Please don’t think I’m being rude, but as someone who scraped the barrel for my flying career and had many hungry nights, I gotta know:

You're cool, I've read plenty of 'I want to be a pilot' threads on a variety of forums over many years, and there's a shitload of wishful thinking and bad information out there. I appreciate you taking the time to verify my position relative to my rocker.

Rolo posted:

If you have a job where you can already afford 3 kids, an airplane and vacations while still eating people food, why why why switch to aviation professionally and not just recreationally?

Because I want to.

Rolo posted:

How much money were you told you’d make the first 5 years? 10 years? Did anyone tell you to prep for a terrible personal life for a good few years?

A pittance, slightly more than a pittance, and yes, respectively. If you want numbers, ~30k/yr as an instructor (~1.5 years), 40k-50k as a regional FO (~2-3 years), ~70k-110k as a regional captain (~5+ years? who the gently caress knows, the flow is a lie), ~75k-90k as a legacy FO, ~100k-250k+ as a legacy captain.
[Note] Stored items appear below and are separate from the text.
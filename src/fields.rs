//! Parameters derived from a handler's declared payload descriptor.

use crate::handler::{FieldDescriptor, Handler};
use crate::operation::{AllowedValues, ParamLocation, Parameter};
use log::debug;

/// Parameters a handler's serializer contributes to an operation.
#[derive(Debug, Clone, Default, PartialEq)]
pub struct FieldExtraction {
    /// The serializer itself as a single body parameter
    pub body_param: Option<Parameter>,
    /// One form parameter per writable field
    pub form_params: Vec<Parameter>,
}

/// Extract body and form parameters from the handler's serializer, if any
pub fn extract(handler: &dyn Handler) -> FieldExtraction {
    match handler.serializer() {
        Some(descriptor) => FieldExtraction {
            body_param: Some(body_parameter(descriptor.as_ref())),
            form_params: form_parameters(descriptor.as_ref()),
        },
        None => FieldExtraction::default(),
    }
}

/// Name of the handler's serializer, used as the default response type
pub fn serializer_name(handler: &dyn Handler) -> Option<String> {
    handler.serializer().map(|s| s.name().to_string())
}

pub fn body_parameter(descriptor: &dyn FieldDescriptor) -> Parameter {
    let name = descriptor.name();
    Parameter::new(name, name, ParamLocation::Body)
}

pub fn form_parameters(descriptor: &dyn FieldDescriptor) -> Vec<Parameter> {
    descriptor
        .fields()
        .into_iter()
        .filter_map(|(name, field)| {
            if field.read_only {
                debug!("Skipping read-only field {}.{}", descriptor.name(), name);
                return None;
            }

            let allowed_values = if field.min_length.is_some() || field.max_length.is_some() {
                Some(AllowedValues::range(field.min_length, field.max_length))
            } else {
                None
            };

            Some(Parameter {
                name,
                data_type: field.type_label,
                location: ParamLocation::Form,
                required: field.required,
                default_value: field.default.as_ref().map(|d| d.resolve()),
                allowed_values,
                description: Some(field.help_text.unwrap_or_default()),
            })
        })
        .collect()
}
//! Documentation collection.
//!
//! The collector drives the whole pipeline: it loads a routing tree from a
//! [`RouteSource`], flattens and enriches it, narrows it to one top-level API when
//! asked to, documents every endpoint's operations and finally resolves the models
//! the remaining endpoints reference.

use crate::error::Result;
use crate::introspector::ViewIntrospector;
use crate::model_resolver::{self, ModelDoc};
use crate::operation::Operation;
use crate::route_tree::{self, Endpoint, RouteNode, RouteTreeFlattener};
use log::{debug, info};
use serde::Serialize;
use serde_yaml::Mapping;
use std::collections::{BTreeMap, BTreeSet};

/// Explicit configuration of one documentation run
#[derive(Debug, Clone, Default)]
pub struct GeneratorConfig {
    /// Dotted name of the root route module; `None` lets the source pick its default
    pub route_module: Option<String>,
    /// Resolver namespaces pruned from the tree
    pub exclude_namespaces: Vec<String>,
    /// Only document endpoints whose `api` metadata equals this value
    pub filter_path: Option<String>,
}

/// Something that can produce a routing tree.
pub trait RouteSource {
    /// Load the routing tree of `module`, or of the source's default module.
    ///
    /// # Errors
    ///
    /// Returns [`Error::RouteImport`](crate::error::Error::RouteImport) when the module
    /// cannot be found or read.
    fn load(&self, module: Option<&str>) -> Result<Vec<RouteNode>>;
}

/// Documentation of one endpoint.
#[derive(Debug, Clone, PartialEq, Serialize)]
pub struct ApiDoc {
    pub path: String,
    pub description: String,
    #[serde(skip_serializing_if = "Option::is_none")]
    pub api: Option<String>,
    /// Top-level structured block of the handler
    #[serde(skip_serializing_if = "Mapping::is_empty")]
    pub metadata: Mapping,
    pub operations: Vec<Operation>,
}

/// The complete documentation object.
#[derive(Debug, Clone, PartialEq, Serialize)]
pub struct ApiDocumentation {
    pub apis: Vec<ApiDoc>,
    pub models: BTreeMap<String, ModelDoc>,
}

impl ApiDocumentation {
    /// Distinct top-level APIs declared by the documented endpoints
    pub fn top_level_apis(&self) -> BTreeSet<String> {
        self.apis.iter().filter_map(|api| api.api.clone()).collect()
    }

    pub fn operation_count(&self) -> usize {
        self.apis.iter().map(|api| api.operations.len()).sum()
    }
}

/// Builds [`ApiDocumentation`] from a route source.
pub struct DocumentationCollector {
    config: GeneratorConfig,
}

impl DocumentationCollector {
    pub fn new(config: GeneratorConfig) -> Self {
        Self { config }
    }

    pub fn config(&self) -> &GeneratorConfig {
        &self.config
    }

    /// Run the whole pipeline against `source`.
    ///
    /// # Errors
    ///
    /// Fails when the route module cannot be loaded or a dispatch handler has no
    /// action map.
    pub fn generate(&self, source: &dyn RouteSource) -> Result<ApiDocumentation> {
        let module = self.config.route_module.as_deref();
        info!("Loading routes from {}", module.unwrap_or("default route module"));
        let tree = source.load(module)?;

        let flattener = RouteTreeFlattener::new(self.config.exclude_namespaces.iter().cloned());
        let endpoints = flattener.discover(&tree);
        info!("Discovered {} endpoints", endpoints.len());

        self.collect(&endpoints)
    }

    /// Document already discovered endpoints.
    pub fn collect(&self, endpoints: &[Endpoint]) -> Result<ApiDocumentation> {
        let selected: Vec<&Endpoint> = match self.config.filter_path.as_deref() {
            Some(filter) => {
                let kept: Vec<_> = route_tree::filter_by_path(endpoints, filter).collect();
                debug!("Filter {} kept {} of {} endpoints", filter, kept.len(), endpoints.len());
                kept
            }
            None => endpoints.iter().collect(),
        };

        let apis = selected
            .iter()
            .map(|endpoint| document_endpoint(endpoint))
            .collect::<Result<Vec<_>>>()?;
        let models = model_resolver::resolve(selected.iter().copied());

        Ok(ApiDocumentation { apis, models })
    }
}

fn document_endpoint(endpoint: &Endpoint) -> Result<ApiDoc> {
    let view = ViewIntrospector::for_endpoint(endpoint);
    let operations: Vec<Operation> = view.operations()?.collect();
    debug!("{}: {} operations", endpoint.path, operations.len());

    Ok(ApiDoc {
        path: endpoint.path.clone(),
        description: view.description(),
        api: endpoint.api().map(str::to_string),
        metadata: endpoint.metadata.clone(),
        operations,
    })
}
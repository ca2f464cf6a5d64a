//! In-memory handlers, serializers and models shared by unit tests.

use crate::handler::{
    FieldDescriptor, FieldSpec, Handler, HandlerKind, HttpMethod, ModelType,
};
use std::collections::HashMap;
use std::sync::Arc;

#[derive(Default)]
pub struct StubHandler {
    pub name: String,
    pub module: String,
    pub kind: HandlerKind,
    pub doc: Option<String>,
    pub method_docs: HashMap<String, String>,
    pub allowed: Vec<HttpMethod>,
    pub serializer: Option<Arc<dyn FieldDescriptor>>,
    pub model: Option<Arc<dyn ModelType>>,
    pub documentation_view: bool,
}

impl StubHandler {
    pub fn new(name: &str) -> Self {
        Self {
            name: name.to_string(),
            module: "app.views".to_string(),
            ..Self::default()
        }
    }

    pub fn doc(mut self, doc: &str) -> Self {
        self.doc = Some(doc.to_string());
        self
    }

    pub fn method(mut self, name: &str, doc: &str) -> Self {
        self.method_docs.insert(name.to_string(), doc.to_string());
        self
    }

    pub fn allow(mut self, methods: &[HttpMethod]) -> Self {
        self.allowed = methods.to_vec();
        self
    }

    pub fn dispatch(mut self) -> Self {
        self.kind = HandlerKind::Dispatch;
        self
    }

    pub fn module(mut self, module: &str) -> Self {
        self.module = module.to_string();
        self
    }

    pub fn serializer(mut self, serializer: Arc<dyn FieldDescriptor>) -> Self {
        self.serializer = Some(serializer);
        self
    }

    pub fn model(mut self, model: Arc<dyn ModelType>) -> Self {
        self.model = Some(model);
        self
    }

    pub fn documentation_view(mut self) -> Self {
        self.documentation_view = true;
        self
    }

    pub fn shared(self) -> Arc<dyn Handler> {
        Arc::new(self)
    }
}

impl Handler for StubHandler {
    fn name(&self) -> &str {
        &self.name
    }

    fn module(&self) -> &str {
        &self.module
    }

    fn kind(&self) -> HandlerKind {
        self.kind
    }

    fn docstring(&self) -> Option<&str> {
        self.doc.as_deref()
    }

    fn method_docstring(&self, method: &str) -> Option<&str> {
        self.method_docs.get(method).map(String::as_str)
    }

    fn allowed_methods(&self) -> Vec<HttpMethod> {
        self.allowed.clone()
    }

    fn serializer(&self) -> Option<Arc<dyn FieldDescriptor>> {
        self.serializer.clone()
    }

    fn model(&self) -> Option<Arc<dyn ModelType>> {
        self.model.clone()
    }

    fn is_documentation_view(&self) -> bool {
        self.documentation_view
    }
}

pub struct StubSerializer {
    pub name: String,
    pub fields: Vec<(String, FieldSpec)>,
}

impl StubSerializer {
    pub fn new(name: &str) -> Self {
        Self {
            name: name.to_string(),
            fields: Vec::new(),
        }
    }

    pub fn field(mut self, name: &str, spec: FieldSpec) -> Self {
        self.fields.push((name.to_string(), spec));
        self
    }
}

impl FieldDescriptor for StubSerializer {
    fn name(&self) -> &str {
        &self.name
    }

    fn fields(&self) -> Vec<(String, FieldSpec)> {
        self.fields.clone()
    }
}

pub struct StubModel {
    pub name: String,
    pub doc: Option<String>,
    pub related: Option<Vec<Arc<dyn ModelType>>>,
}

impl StubModel {
    pub fn new(name: &str, doc: Option<&str>) -> Self {
        Self {
            name: name.to_string(),
            doc: doc.map(str::to_string),
            related: None,
        }
    }

    pub fn related(mut self, related: Vec<Arc<dyn ModelType>>) -> Self {
        self.related = Some(related);
        self
    }

    pub fn shared(self) -> Arc<dyn ModelType> {
        Arc::new(self)
    }
}

impl ModelType for StubModel {
    fn name(&self) -> &str {
        &self.name
    }

    fn docstring(&self) -> Option<&str> {
        self.doc.as_deref()
    }

    fn related_models(&self) -> Option<Vec<Arc<dyn ModelType>>> {
        self.related.clone()
    }
}
//! Output of the documentation object as YAML or JSON.

use crate::collector::ApiDocumentation;
use anyhow::{Context, Result};
use log::debug;
use std::fs;
use std::path::Path;

/// Serializes the documentation to YAML.
///
/// # Errors
///
/// Returns an error if serialization fails.
pub fn serialize_yaml(doc: &ApiDocumentation) -> Result<String> {
    debug!("Serializing {} endpoints to YAML", doc.apis.len());
    serde_yaml::to_string(doc).context("Failed to serialize API documentation to YAML")
}

/// Serializes the documentation to pretty-printed JSON.
///
/// # Errors
///
/// Returns an error if serialization fails.
pub fn serialize_json(doc: &ApiDocumentation) -> Result<String> {
    debug!("Serializing {} endpoints to JSON", doc.apis.len());
    serde_json::to_string_pretty(doc).context("Failed to serialize API documentation to JSON")
}

/// Writes string content to a file, creating parent directories as needed and
/// overwriting any existing file.
pub fn write_to_file(content: &str, path: &Path) -> Result<()> {
    debug!("Writing content to file: {}", path.display());

    if let Some(parent) = path.parent() {
        fs::create_dir_all(parent)
            .with_context(|| format!("Failed to create directory: {}", parent.display()))?;
    }

    fs::write(path, content)
        .with_context(|| format!("Failed to write to file: {}", path.display()))?;

    debug!("Successfully wrote {} bytes to {}", content.len(), path.display());
    Ok(())
}
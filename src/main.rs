//! docstr-swagger - command-line tool generating API documentation from handler docstrings.
//!
//! # Usage
//!
//! ```bash
//! docstr-swagger [OPTIONS] <ROUTES_PATH>
//! ```
//!
//! # Examples
//!
//! Generate YAML documentation for the `urls` route module:
//! ```bash
//! docstr-swagger ./routes -o api.yaml
//! ```
//!
//! Document a single top-level API as JSON, leaving out the admin namespace:
//! ```bash
//! docstr-swagger ./routes -m project.urls -x admin -p accounts -f json
//! ```

use anyhow::Result;
use clap::Parser;
use docstr_swagger::cli;
use log::info;

fn main() -> Result<()> {
    let args = cli::CliArgs::parse();

    let log_level = if args.verbose {
        log::LevelFilter::Debug
    } else {
        log::LevelFilter::Info
    };

    env_logger::Builder::from_default_env()
        .filter_level(log_level)
        .init();

    info!("docstr-swagger starting...");

    let args = cli::parse_args_from_parsed(args)?;
    cli::run(args)?;

    info!("Documentation generation completed successfully");

    Ok(())
}
//! Route tree flattening.
//!
//! A routing tree is a sequence of [`RouteNode`]s. Leaves bind a regex fragment to a
//! callback; resolvers prefix a subtree with their own fragment and may carry a
//! namespace. Flattening walks the tree depth-first and produces one [`Endpoint`] per
//! documentable leaf:
//!
//! - resolvers whose namespace is excluded are pruned with their whole subtree
//! - callbacks wrapping no handler, the router's generated root view and the
//!   documentation views themselves are skipped
//! - paths are simplified from the regex (`^users/(?P<pk>[^/.]+)/$` → `/users/{pk}/`)
//!   and format-suffix variants (`.{format}`) are dropped
//!
//! After flattening, every endpoint is enriched with the structured block of its
//! handler's class docstring.

use crate::handler::{Callback, Handler};
use crate::marker_block::{MarkerBlock, API_KEY};
use log::{debug, warn};
use once_cell::sync::Lazy;
use regex::Regex;
use serde_yaml::{Mapping, Value};
use std::collections::{BTreeSet, HashSet};
use std::fmt;
use std::sync::Arc;

/// Module of the framework's auto-generated API root view
pub const ROUTER_ROOT_MODULE: &str = "rest_framework.routers";

/// Format-suffix placeholder excluded from documented paths
pub const FORMAT_SUFFIX: &str = ".{format}";

static NAMED_GROUP: Lazy<Regex> =
    Lazy::new(|| Regex::new(r"\(\?P?(<\w+>).+?\)").expect("named group regex should be valid"));

static UNNAMED_GROUP: Lazy<Regex> =
    Lazy::new(|| Regex::new(r"\(.*?\)").expect("unnamed group regex should be valid"));

/// A node of the routing tree.
#[derive(Debug, Clone)]
pub enum RouteNode {
    Leaf {
        pattern: String,
        callback: Callback,
    },
    Resolver {
        pattern: String,
        namespace: Option<String>,
        children: Vec<RouteNode>,
    },
}

impl RouteNode {
    pub fn leaf(pattern: impl Into<String>, callback: Callback) -> Self {
        RouteNode::Leaf {
            pattern: pattern.into(),
            callback,
        }
    }

    pub fn resolver(
        pattern: impl Into<String>,
        namespace: Option<&str>,
        children: Vec<RouteNode>,
    ) -> Self {
        RouteNode::Resolver {
            pattern: pattern.into(),
            namespace: namespace.map(str::to_string),
            children,
        }
    }
}

/// One discovered (path, handler) pair.
#[derive(Clone)]
pub struct Endpoint {
    /// Simplified path with `{name}` captures
    pub path: String,
    /// The leaf's own pattern, as declared
    pub pattern: String,
    /// Compiled `pattern`; `None` when it uses constructs the regex engine lacks
    /// (look-around, backreferences)
    pub matcher: Option<Regex>,
    pub callback: Callback,
    pub handler: Arc<dyn Handler>,
    /// Top-level structured block of the handler docstring
    pub metadata: Mapping,
}

impl Endpoint {
    /// Top-level API the endpoint is grouped under
    pub fn api(&self) -> Option<&str> {
        self.metadata.get(API_KEY).and_then(Value::as_str)
    }
}

impl fmt::Debug for Endpoint {
    fn fmt(&self, f: &mut fmt::Formatter<'_>) -> fmt::Result {
        f.debug_struct("Endpoint")
            .field("path", &self.path)
            .field("pattern", &self.pattern)
            .field("handler", &self.handler.name())
            .field("metadata", &self.metadata)
            .finish()
    }
}

/// Flattens routing trees into endpoints.
#[derive(Debug, Clone, Default)]
pub struct RouteTreeFlattener {
    exclude_namespaces: HashSet<String>,
}

impl RouteTreeFlattener {
    pub fn new<I, S>(exclude_namespaces: I) -> Self
    where
        I: IntoIterator<Item = S>,
        S: Into<String>,
    {
        Self {
            exclude_namespaces: exclude_namespaces.into_iter().map(Into::into).collect(),
        }
    }

    /// Flatten the tree and attach each handler's top-level structured block
    pub fn discover(&self, nodes: &[RouteNode]) -> Vec<Endpoint> {
        let mut endpoints = self.flatten(nodes);
        enrich(&mut endpoints);
        endpoints
    }

    pub fn flatten(&self, nodes: &[RouteNode]) -> Vec<Endpoint> {
        self.flatten_with_prefix(nodes, "")
    }

    pub fn flatten_with_prefix(&self, nodes: &[RouteNode], prefix: &str) -> Vec<Endpoint> {
        let mut endpoints = Vec::new();

        for node in nodes {
            match node {
                RouteNode::Leaf { pattern, callback } => {
                    if let Some(endpoint) = self.assemble_endpoint(pattern, callback, prefix) {
                        endpoints.push(endpoint);
                    }
                }
                RouteNode::Resolver {
                    pattern,
                    namespace,
                    children,
                } => {
                    if let Some(ns) = namespace {
                        if self.exclude_namespaces.contains(ns) {
                            debug!("Skipping excluded namespace {}", ns);
                            continue;
                        }
                    }
                    let nested = format!("{}{}", prefix, pattern);
                    endpoints.extend(self.flatten_with_prefix(children, &nested));
                }
            }
        }

        endpoints
    }

    fn assemble_endpoint(
        &self,
        pattern: &str,
        callback: &Callback,
        prefix: &str,
    ) -> Option<Endpoint> {
        let Some(handler) = callback.handler() else {
            debug!("Skipping {}: callback {} wraps no handler", pattern, callback.name());
            return None;
        };

        if is_router_root(handler.as_ref()) || handler.is_documentation_view() {
            debug!("Skipping framework view {}", handler.name());
            return None;
        }

        let full_pattern = format!("{}{}", prefix, pattern);
        let path = normalize_path(&full_pattern);
        if path.contains(FORMAT_SUFFIX) {
            debug!("Skipping format suffix route {}", path);
            return None;
        }

        let matcher = match Regex::new(pattern) {
            Ok(matcher) => Some(matcher),
            Err(e) => {
                warn!("Route pattern {} of {} has no matcher: {}", pattern, path, e);
                None
            }
        };

        Some(Endpoint {
            path,
            pattern: pattern.to_string(),
            matcher,
            callback: callback.clone(),
            handler: handler.clone(),
            metadata: Mapping::new(),
        })
    }
}

fn is_router_root(handler: &dyn Handler) -> bool {
    handler.module() == ROUTER_ROOT_MODULE
}

/// Merge every endpoint's top-level structured block into its metadata
pub fn enrich(endpoints: &mut [Endpoint]) {
    for endpoint in endpoints.iter_mut() {
        let block = MarkerBlock::parse(endpoint.handler.docstring());
        endpoint.metadata.extend(block.into_mapping());
    }
}

/// Endpoints whose `api` metadata, trimmed of slashes, equals `path`
pub fn filter_by_path<'a>(
    endpoints: &'a [Endpoint],
    path: &'a str,
) -> impl Iterator<Item = &'a Endpoint> + 'a {
    endpoints
        .iter()
        .filter(move |endpoint| endpoint.api().unwrap_or_default().trim_matches('/') == path)
}

/// Distinct top-level APIs declared by the endpoints
pub fn top_level_apis(endpoints: &[Endpoint]) -> BTreeSet<String> {
    endpoints
        .iter()
        .filter_map(|endpoint| endpoint.api().map(str::to_string))
        .collect()
}

/// Reduce a route regex to a readable path with `<name>` placeholders
pub fn simplify_regex(pattern: &str) -> String {
    let simplified = NAMED_GROUP.replace_all(pattern, "$1");
    let simplified = UNNAMED_GROUP.replace_all(&simplified, "<var>");
    let mut simplified = simplified
        .replace('^', "")
        .replace('$', "")
        .replace('?', "")
        .replace("//", "/")
        .replace('\\', "");
    if !simplified.starts_with('/') {
        simplified.insert(0, '/');
    }
    simplified
}

/// Simplified path with `{name}` placeholders
pub fn normalize_path(pattern: &str) -> String {
    simplify_regex(pattern).replace('<', "{").replace('>', "}")
}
Until I can hold the line I want the schedule will be poo poo, but I will absofuckinglutely be living in base. Commuting is for losers.

Rolo posted:

How much do you trust the school offering you a leaseback? I’ve worked at schools that do this, don’t expect people to treat your 200k delicate investment as gently as most trained animals would.

Enough to hand them a 50k 1960s 172, maybe enough to hand them a 75k 210, not enough to hand them a 150k Bonanza.

Rolo posted:

The only really good answers I can think of are “I don’t want to be around my kids so much” and “my wife makes 6+ figures and she totally won’t leave me so screw it let’s do this.”

My kids are shits but I don't necessarily want to get away from them. My wife is in school right now, by the time I'm ready to pull this trigger she'll be out of school and between her pay and my instructor pittance we'll be breaking even with where we are now.


Rolo posted:

Honestly though, I love my job, we all do hopefully, but the idea of doing all the early career grunt work in exchange for a substantial decrease in pay (it will be) makes me curious to hear more about why you want to do this for work.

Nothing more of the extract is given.